2. Subjects and Methods
2.1. Subjects
The subjects of the study were recruited from August to December of 2013. A cluster random sampling method was used in this survey. Seven representative communities were randomly selected from the suburban area of Beijing. The exclusion criteria were: an age below 18 years, a lack of mobility, communication disorders, pregnancy, severe cardiac, hepatic or kidney disease, or no experience with thyroid ultrasound. People who were or had been treated with medicines influencing thyroid function, such as amiodarone, iodine, lithium preparation, interferon, or hormones such as glucocorticoid and estrogen were also excluded. A total of 8233 individuals were initially included; however, 85% participated. Another 674 people were excluded according to the criteria. Finally, 6324 participants were included in the cross-sectional survey analysis. All subjects gave their informed consent for inclusion before they participated in the study. The study was conducted in accordance with the Declaration of Helsinki. The study was approved by the ethics committee of the Chinese People’s Liberation Army (PLA) General Hospital (Project code 2011ZX09307-001-08).
2.2. Measurements
Initially, potential participants signed informed consent forms, and then assented to a questionnaire survey, a physical examination, and thyroid ultrasound. A thyroid nodule is a discrete lesion within the thyroid gland that is radiologically distinct from the surrounding thyroid parenchyma [
9]. Thyroid ultrasound was performed using LOGIQ e (GE Healthcare, Milwaukee, WI, USA) B ultrasonic wave, a high-frequency linear array 12L, and a 7–13-MHz probe.
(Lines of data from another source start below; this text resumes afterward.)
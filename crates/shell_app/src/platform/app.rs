use std::sync::mpsc;
use std::thread;
use std::time::Duration;

use shell_core::guard::{is_reload_shortcut, window_title, KeyChord};
use shell_core::{
    update, AppState, ConfirmPrompt, Effect, Msg, NavigationAction, NavigationGuard,
    NavigationRequest,
};
use shell_logging::{shell_debug, shell_info, NAVIGATION_TARGET};

use super::config::{ConfigError, ShellConfig};
use super::effects::EffectRunner;
use super::host::{CloseDecision, Host, HostEvent};

/// Owns the application state and routes host events through the core.
pub struct Shell<H: Host> {
    host: H,
    state: AppState,
    guard: NavigationGuard,
    title: String,
    home_url: String,
    suppress_reload_shortcuts: bool,
    startup_check: Option<Duration>,
    runner: EffectRunner,
    msg_rx: mpsc::Receiver<Msg>,
    msg_tx: mpsc::Sender<Msg>,
}

impl<H: Host> Shell<H> {
    /// `runner` must have been built around the sender returned by [`Shell::channel`].
    pub fn new(
        host: H,
        config: &ShellConfig,
        current_version: &str,
        runner: EffectRunner,
        channel: (mpsc::Sender<Msg>, mpsc::Receiver<Msg>),
    ) -> Result<Self, ConfigError> {
        let guard = NavigationGuard::new(config.allowlist()?);
        let home_url = config.home_url()?.to_string();
        let startup_check = (config.auto_check_on_startup && runner.updates_available())
            .then(|| Duration::from_millis(config.startup_check_delay_ms));
        let (msg_tx, msg_rx) = channel;
        Ok(Self {
            host,
            state: AppState::new(current_version),
            guard,
            title: window_title(&config.app_name, current_version),
            home_url,
            suppress_reload_shortcuts: config.suppress_reload_shortcuts,
            startup_check,
            runner,
            msg_rx,
            msg_tx,
        })
    }

    pub fn channel() -> (mpsc::Sender<Msg>, mpsc::Receiver<Msg>) {
        mpsc::channel()
    }

    pub fn state(&self) -> &AppState {
        &self.state
    }

    #[cfg(test)]
    pub fn host(&self) -> &H {
        &self.host
    }

    pub fn host_mut(&mut self) -> &mut H {
        &mut self.host
    }

    /// True once the shell has asked the host to quit.
    pub fn is_finished(&self) -> bool {
        self.runner.quit_issued()
    }

    /// Fixes the title, loads the home page and arms the delayed update check.
    pub fn start(&mut self) {
        self.host.set_title(&self.title);
        self.host.load_url(&self.home_url);
        if let Some(delay) = self.startup_check {
            let msg_tx = self.msg_tx.clone();
            thread::spawn(move || {
                thread::sleep(delay);
                let _ = msg_tx.send(Msg::CheckRequested { manual: false });
            });
        }
    }

    pub fn handle_event(&mut self, event: HostEvent) {
        let msg = match event {
            HostEvent::CheckForUpdates => Msg::CheckRequested { manual: true },
            HostEvent::DownloadUpdate => Msg::DownloadRequested,
            HostEvent::InstallUpdate => Msg::InstallRequested,
            HostEvent::PromptAnswered { prompt, accepted } => prompt_answer(&prompt, accepted),
            HostEvent::ReloadShortcut => Msg::ReloadRequested,
            HostEvent::WindowResized { width, height } => Msg::WindowResized { width, height },
            HostEvent::MaximizeChanged(maximized) => Msg::MaximizeChanged(maximized),
            HostEvent::WindowClosed => Msg::WindowClosed,
            HostEvent::TrayShow | HostEvent::SecondInstance => Msg::ShowWindowRequested,
            HostEvent::TrayQuit => Msg::QuitRequested,
            HostEvent::BeforeQuit => Msg::BeforeQuit,
        };
        self.dispatch_msg(msg);
        self.process_pending_messages();
    }

    /// Decides a navigation synchronously. For `LoadInPlace` and `OpenExternal`
    /// the host has already been told what to do and must cancel its default.
    pub fn handle_navigation(&mut self, request: &NavigationRequest) -> NavigationAction {
        let action = self.guard.decide(request);
        match &action {
            NavigationAction::Proceed => {}
            NavigationAction::LoadInPlace(url) => self.host.load_url(url),
            NavigationAction::OpenExternal(url) => {
                shell_info!(target: NAVIGATION_TARGET, "Opening {} externally", url);
                self.host.open_external(url);
            }
        }
        action
    }

    /// Runs the close interception synchronously so the host can veto the close.
    pub fn handle_close_request(&mut self) -> CloseDecision {
        let effects = self.apply(Msg::WindowCloseRequested);
        let decision = if effects.contains(&Effect::HideWindow) {
            CloseDecision::HideToTray
        } else if effects.contains(&Effect::DestroyWindow) {
            CloseDecision::Proceed
        } else {
            CloseDecision::Ignore
        };
        // The host is already closing; it only needs to be told to hide.
        let rest = effects
            .into_iter()
            .filter(|effect| *effect != Effect::DestroyWindow)
            .collect();
        self.runner.run(&mut self.host, rest);
        decision
    }

    /// Page-supplied titles never stick. Returns false to suppress the update.
    pub fn handle_title_update(&mut self, proposed: &str) -> bool {
        if proposed != self.title {
            shell_debug!("Suppressing page title {:?}", proposed);
        }
        self.host.set_title(&self.title);
        false
    }

    /// Returns true when the key press was consumed and must not reach the page.
    pub fn handle_key(&mut self, chord: &KeyChord<'_>) -> bool {
        if !self.suppress_reload_shortcuts || !is_reload_shortcut(chord) {
            return false;
        }
        self.handle_event(HostEvent::ReloadShortcut);
        true
    }

    pub fn process_pending_messages(&mut self) {
        let inbox: Vec<Msg> = self.msg_rx.try_iter().collect();
        for msg in inbox {
            self.dispatch_msg(msg);
        }
    }

    fn dispatch_msg(&mut self, msg: Msg) {
        let effects = self.apply(msg);
        self.runner.run(&mut self.host, effects);
    }

    fn apply(&mut self, msg: Msg) -> Vec<Effect> {
        shell_debug!("Dispatching {:?}", msg);
        let state = std::mem::take(&mut self.state);
        let (mut state, effects) = update(state, msg);
        if state.consume_dirty() {
            let view = state.view();
            shell_debug!("State changed: {:?}", view);
        }
        self.state = state;
        effects
    }
}

fn prompt_answer(prompt: &ConfirmPrompt, accepted: bool) -> Msg {
    match (prompt, accepted) {
        (ConfirmPrompt::Download { .. }, true) => Msg::DownloadRequested,
        (ConfirmPrompt::Download { .. }, false) => Msg::DownloadDeclined,
        (ConfirmPrompt::Install { .. }, true) => Msg::InstallConfirmed,
        (ConfirmPrompt::Install { .. }, false) => Msg::InstallDeferred,
        (ConfirmPrompt::Reload, true) => Msg::ReloadConfirmed,
        (ConfirmPrompt::Reload, false) => Msg::ReloadDeclined,
    }
}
Smoking habits, drinking, taste preferences, seafood intake, educational level, physical labor intensity, physical exercise intensity, and medical history were recorded in the questionnaire. As far as smoking was concerned, individuals were divided into current smokers (those who had been smoking at least one cigarette per day for over six months), former smokers, and non-smokers. For alcohol-drinking status, subjects were classified as current drinkers (those who had been taking alcohol at least once a week for over six months), former drinkers, and non-drinkers. Concerning the educational level, subjects were classified into six groups: those who had never gone to school, those who had gone to elementary school, those who had gone to middle school, those who had gone to high school/technical school/polytechnic school, those who had gone to junior college, and those who had gone to college and beyond. Taste preferences were divided into three groups of salt preference: salty, average, and less salty. Frequency of seafood intake was assessed in three groups: frequent (≥3 times/week), occasional (<3 times/week), and never. According to national physical labor intensity classification GB3869-1997, physical labor was assessed and placed into four groups of very light, light, moderate, and heavy physical labor. Based on the classification of American College of Sports Medicine, physical exercise intensity was grouped into mild (exercise heart rate <55% of maximum heart rate), moderate (exercise heart rate within 55%–69% of maximum heart rate), and high (exercise heart rate ≥70% of maximum heart rate).
2.3. Statistical Analysis
Data were recorded on the computer twice by two independent individuals who were responsible for logic and consistency checks. Statistical analyses were performed using SPSS version 16.0 (SPSS Inc., Chicago, IL, USA). Age-standardized prevalence was calculated by the direct method using data of the population distribution in China in 2010. Measurements were expressed as mean ± standard deviation (SD), and two groups were compared using t-test. Counts were represented by frequency or percentage, and the groups were compared using a chi-square test and a Cochran–Armitage trend test. Related factors were analyzed using logistic regression. Missing data were missing at random and were not included in the analysis. A p < 0.05 was considered statistically significant.
4. Discussion
In recent years, the prevalence of TNs significantly increased. This survey was conducted on individuals over 18 years of age from seven communities in Beijing. It showed that the overall prevalence of TNs in the population was 49.0%. According to the literature, the prevalence was 67% in North America [
10], 27% in Finland, 19% in Belgium, and 17% in Brazil [
11]. The differences may be due to age, gender, inheritance, living environment, eating habits, and iodine nutritional status, among others [
12,
13,
14].
This survey showed that the prevalence of TNs increased significantly with age, which is consistent with previous studies [
15,
16,
17]. The prevalence among Japanese women over 40 years of age was 35.3%, and increased with age [
18]. In another iodine-deficient area, solitary nodule prevalence remained stable independent of age, while the prevalence of multiple nodules increased with age [
19,
20]. The prevalence of TNs increased with age, which is likely to be due to degenerative changes occurring in the thyroid.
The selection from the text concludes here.